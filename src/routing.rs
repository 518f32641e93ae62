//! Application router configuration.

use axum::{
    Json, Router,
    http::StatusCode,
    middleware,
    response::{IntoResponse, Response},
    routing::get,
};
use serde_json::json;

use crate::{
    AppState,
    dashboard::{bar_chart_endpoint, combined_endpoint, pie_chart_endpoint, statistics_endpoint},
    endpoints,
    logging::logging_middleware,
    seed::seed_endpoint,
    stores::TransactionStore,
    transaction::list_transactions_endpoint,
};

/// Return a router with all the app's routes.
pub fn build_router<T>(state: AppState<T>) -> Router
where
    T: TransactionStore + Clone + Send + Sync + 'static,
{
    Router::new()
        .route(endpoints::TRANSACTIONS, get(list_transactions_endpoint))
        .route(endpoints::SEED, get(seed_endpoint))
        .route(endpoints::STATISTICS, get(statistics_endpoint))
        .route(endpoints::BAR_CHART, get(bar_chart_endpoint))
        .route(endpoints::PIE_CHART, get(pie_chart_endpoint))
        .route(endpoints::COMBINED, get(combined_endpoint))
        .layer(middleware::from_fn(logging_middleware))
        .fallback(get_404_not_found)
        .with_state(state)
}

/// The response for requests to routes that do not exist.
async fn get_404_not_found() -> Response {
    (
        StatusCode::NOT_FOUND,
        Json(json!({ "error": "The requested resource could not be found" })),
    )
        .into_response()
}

* * *

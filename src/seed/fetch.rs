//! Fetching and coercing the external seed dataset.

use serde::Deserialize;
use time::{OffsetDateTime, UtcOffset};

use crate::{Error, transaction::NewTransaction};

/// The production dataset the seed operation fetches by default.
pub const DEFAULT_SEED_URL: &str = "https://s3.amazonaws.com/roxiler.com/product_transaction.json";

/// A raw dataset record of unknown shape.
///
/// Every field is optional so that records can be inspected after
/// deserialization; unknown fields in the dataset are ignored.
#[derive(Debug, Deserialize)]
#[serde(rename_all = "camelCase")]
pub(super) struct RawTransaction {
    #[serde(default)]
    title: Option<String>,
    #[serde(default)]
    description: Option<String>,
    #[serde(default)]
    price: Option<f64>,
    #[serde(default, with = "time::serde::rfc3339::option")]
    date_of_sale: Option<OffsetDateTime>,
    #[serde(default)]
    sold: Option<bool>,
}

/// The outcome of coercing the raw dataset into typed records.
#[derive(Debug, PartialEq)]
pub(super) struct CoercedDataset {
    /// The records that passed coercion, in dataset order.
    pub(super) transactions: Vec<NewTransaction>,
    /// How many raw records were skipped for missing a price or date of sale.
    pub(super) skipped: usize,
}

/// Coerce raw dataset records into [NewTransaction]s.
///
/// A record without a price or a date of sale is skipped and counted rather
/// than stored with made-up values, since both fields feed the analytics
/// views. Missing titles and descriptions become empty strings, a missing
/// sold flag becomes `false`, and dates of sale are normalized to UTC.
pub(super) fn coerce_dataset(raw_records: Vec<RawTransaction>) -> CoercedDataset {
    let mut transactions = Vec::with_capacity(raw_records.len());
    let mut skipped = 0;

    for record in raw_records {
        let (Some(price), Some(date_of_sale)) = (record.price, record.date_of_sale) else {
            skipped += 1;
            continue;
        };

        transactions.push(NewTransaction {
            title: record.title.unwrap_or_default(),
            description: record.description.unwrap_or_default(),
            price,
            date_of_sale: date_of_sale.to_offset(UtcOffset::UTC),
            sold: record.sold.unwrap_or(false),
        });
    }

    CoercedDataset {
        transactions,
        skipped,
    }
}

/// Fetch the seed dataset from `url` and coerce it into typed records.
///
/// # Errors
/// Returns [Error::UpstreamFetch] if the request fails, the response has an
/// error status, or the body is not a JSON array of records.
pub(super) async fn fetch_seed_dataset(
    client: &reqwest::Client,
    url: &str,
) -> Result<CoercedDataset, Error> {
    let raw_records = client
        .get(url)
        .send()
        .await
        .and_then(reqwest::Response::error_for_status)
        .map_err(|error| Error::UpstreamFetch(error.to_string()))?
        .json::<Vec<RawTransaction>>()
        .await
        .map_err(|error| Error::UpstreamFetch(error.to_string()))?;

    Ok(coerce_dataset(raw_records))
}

* * *

■ Problem description ■
Report only how many lines in the records contain the word "derive".

■ Response to the task ■
2